═══ INFORMATION GIVEN

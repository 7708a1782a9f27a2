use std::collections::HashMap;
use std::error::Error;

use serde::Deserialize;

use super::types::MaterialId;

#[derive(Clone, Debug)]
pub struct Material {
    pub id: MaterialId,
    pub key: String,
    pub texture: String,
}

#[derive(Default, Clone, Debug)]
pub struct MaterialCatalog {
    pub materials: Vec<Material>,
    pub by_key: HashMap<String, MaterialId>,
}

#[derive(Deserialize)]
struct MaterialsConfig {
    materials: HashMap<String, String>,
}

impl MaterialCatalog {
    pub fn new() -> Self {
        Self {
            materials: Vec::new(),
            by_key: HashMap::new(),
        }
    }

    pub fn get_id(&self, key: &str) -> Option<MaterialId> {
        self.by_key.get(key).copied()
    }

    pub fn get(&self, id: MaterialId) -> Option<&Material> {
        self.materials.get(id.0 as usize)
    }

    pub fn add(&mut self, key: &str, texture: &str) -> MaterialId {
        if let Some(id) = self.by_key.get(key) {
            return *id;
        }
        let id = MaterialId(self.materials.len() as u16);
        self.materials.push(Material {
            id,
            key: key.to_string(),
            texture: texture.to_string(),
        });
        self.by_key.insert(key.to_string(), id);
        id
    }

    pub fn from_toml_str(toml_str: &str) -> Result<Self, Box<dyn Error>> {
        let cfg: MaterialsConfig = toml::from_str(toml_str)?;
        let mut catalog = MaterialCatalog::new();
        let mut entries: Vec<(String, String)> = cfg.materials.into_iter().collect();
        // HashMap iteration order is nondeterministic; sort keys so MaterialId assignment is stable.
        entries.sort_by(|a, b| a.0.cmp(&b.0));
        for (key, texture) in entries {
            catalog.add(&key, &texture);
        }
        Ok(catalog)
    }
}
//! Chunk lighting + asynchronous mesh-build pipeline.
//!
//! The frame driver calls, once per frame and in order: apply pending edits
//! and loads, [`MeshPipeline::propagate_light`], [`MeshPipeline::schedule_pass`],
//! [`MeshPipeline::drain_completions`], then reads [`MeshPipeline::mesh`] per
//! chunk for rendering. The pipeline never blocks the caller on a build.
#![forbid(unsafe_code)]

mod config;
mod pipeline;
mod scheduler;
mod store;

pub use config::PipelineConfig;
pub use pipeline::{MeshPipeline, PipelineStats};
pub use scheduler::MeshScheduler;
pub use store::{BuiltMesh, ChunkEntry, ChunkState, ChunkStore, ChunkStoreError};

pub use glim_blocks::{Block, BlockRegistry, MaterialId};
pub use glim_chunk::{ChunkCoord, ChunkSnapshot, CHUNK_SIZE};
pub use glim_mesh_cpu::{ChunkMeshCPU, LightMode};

══════
═══ INFORMATION GIVEN

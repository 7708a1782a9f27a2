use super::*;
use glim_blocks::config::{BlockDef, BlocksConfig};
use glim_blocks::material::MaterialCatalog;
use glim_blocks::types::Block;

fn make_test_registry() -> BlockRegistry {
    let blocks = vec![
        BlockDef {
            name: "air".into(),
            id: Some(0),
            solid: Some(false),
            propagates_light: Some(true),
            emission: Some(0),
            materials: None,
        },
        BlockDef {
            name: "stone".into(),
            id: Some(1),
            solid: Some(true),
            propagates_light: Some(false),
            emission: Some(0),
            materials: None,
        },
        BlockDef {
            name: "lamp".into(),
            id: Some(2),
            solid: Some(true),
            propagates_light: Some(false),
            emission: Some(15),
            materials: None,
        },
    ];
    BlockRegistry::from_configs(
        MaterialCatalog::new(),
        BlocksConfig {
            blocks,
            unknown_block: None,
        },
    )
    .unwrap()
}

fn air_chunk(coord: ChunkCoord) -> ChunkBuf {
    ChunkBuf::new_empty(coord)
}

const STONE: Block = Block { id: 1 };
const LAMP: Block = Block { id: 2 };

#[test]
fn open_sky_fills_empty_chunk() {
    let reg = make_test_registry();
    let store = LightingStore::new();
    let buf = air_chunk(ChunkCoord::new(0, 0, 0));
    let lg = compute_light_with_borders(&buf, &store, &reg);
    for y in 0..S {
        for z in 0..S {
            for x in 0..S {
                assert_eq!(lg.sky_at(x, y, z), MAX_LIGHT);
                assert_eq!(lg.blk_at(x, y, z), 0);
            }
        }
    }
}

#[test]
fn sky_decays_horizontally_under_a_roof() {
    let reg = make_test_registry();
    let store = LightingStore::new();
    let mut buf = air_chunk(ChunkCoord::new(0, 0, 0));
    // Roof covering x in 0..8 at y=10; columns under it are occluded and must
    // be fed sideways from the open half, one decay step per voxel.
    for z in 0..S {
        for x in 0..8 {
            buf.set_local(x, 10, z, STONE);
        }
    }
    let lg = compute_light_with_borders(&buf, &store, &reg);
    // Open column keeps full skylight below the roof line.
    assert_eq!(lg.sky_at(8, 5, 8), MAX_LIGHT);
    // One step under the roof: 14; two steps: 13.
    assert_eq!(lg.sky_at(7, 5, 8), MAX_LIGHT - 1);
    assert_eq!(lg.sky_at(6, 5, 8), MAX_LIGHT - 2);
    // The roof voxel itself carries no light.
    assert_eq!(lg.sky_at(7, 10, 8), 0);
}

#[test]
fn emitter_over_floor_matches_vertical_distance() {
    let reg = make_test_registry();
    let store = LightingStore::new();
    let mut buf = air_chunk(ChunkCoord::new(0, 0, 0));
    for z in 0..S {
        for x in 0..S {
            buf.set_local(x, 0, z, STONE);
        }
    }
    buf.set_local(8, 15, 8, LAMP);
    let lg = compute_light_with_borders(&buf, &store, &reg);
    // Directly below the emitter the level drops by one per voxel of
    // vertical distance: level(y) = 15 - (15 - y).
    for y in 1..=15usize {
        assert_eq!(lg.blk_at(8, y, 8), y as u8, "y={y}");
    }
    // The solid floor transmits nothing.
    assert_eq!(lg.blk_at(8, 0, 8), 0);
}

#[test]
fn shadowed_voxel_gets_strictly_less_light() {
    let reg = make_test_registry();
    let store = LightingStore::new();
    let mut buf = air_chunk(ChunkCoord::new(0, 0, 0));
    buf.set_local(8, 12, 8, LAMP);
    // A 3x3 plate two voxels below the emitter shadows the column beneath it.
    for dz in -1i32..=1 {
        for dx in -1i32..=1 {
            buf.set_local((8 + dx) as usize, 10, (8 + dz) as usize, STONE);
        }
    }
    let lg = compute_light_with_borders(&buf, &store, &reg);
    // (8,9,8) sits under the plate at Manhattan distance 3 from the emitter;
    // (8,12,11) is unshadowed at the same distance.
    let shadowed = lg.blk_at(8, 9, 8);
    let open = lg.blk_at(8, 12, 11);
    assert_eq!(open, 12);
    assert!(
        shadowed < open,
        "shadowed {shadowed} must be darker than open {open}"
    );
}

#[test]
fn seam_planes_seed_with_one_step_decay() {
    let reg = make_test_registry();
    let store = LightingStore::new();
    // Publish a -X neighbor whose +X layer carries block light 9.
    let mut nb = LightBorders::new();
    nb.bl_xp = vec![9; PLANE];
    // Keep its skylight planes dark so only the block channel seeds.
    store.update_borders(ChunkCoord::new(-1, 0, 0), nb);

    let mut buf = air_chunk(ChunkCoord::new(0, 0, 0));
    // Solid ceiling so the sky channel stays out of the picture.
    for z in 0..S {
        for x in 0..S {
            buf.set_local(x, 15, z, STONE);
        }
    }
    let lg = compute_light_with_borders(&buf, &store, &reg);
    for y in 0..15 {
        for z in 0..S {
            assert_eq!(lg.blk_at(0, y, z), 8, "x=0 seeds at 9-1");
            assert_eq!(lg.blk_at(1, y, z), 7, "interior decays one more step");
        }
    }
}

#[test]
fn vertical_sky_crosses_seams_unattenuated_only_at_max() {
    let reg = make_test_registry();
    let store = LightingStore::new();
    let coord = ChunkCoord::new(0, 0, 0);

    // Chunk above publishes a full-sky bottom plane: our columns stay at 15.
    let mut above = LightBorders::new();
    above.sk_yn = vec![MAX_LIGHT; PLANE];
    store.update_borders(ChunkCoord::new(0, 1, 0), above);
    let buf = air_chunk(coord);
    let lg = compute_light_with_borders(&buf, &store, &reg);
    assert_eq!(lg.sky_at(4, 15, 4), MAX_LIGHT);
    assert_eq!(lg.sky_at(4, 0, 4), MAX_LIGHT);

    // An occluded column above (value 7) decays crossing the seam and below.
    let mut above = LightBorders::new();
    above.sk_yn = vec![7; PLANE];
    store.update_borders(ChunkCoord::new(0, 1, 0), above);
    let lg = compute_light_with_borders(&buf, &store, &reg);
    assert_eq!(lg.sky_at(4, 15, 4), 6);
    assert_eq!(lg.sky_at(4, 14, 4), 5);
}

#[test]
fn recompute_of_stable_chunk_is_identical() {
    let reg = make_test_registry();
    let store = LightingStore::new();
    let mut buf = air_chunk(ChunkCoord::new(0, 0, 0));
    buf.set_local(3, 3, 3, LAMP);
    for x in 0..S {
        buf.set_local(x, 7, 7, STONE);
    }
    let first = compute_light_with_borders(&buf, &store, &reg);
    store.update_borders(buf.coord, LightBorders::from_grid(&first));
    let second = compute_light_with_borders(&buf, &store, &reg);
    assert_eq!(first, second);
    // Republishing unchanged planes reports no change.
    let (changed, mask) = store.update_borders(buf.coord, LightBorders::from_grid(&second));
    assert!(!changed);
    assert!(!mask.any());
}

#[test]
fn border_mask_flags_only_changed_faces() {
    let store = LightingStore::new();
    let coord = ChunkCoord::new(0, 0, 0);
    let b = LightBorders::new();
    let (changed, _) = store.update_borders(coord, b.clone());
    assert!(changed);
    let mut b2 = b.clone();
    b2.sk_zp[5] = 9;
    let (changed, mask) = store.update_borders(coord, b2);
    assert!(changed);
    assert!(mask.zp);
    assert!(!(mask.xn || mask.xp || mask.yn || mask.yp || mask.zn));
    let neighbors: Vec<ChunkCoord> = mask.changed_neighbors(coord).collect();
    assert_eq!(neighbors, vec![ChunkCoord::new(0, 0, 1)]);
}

══════

INSTRUCTIONS FOR THE TASK
What is needed is every line of the records above that contains the word "columns".

ANSWER TO THIS TASK
    // Roof covering x in 0..8 at y=10; columns under it are occluded and must
    // Chunk above publishes a full-sky bottom plane: our columns stay at 15.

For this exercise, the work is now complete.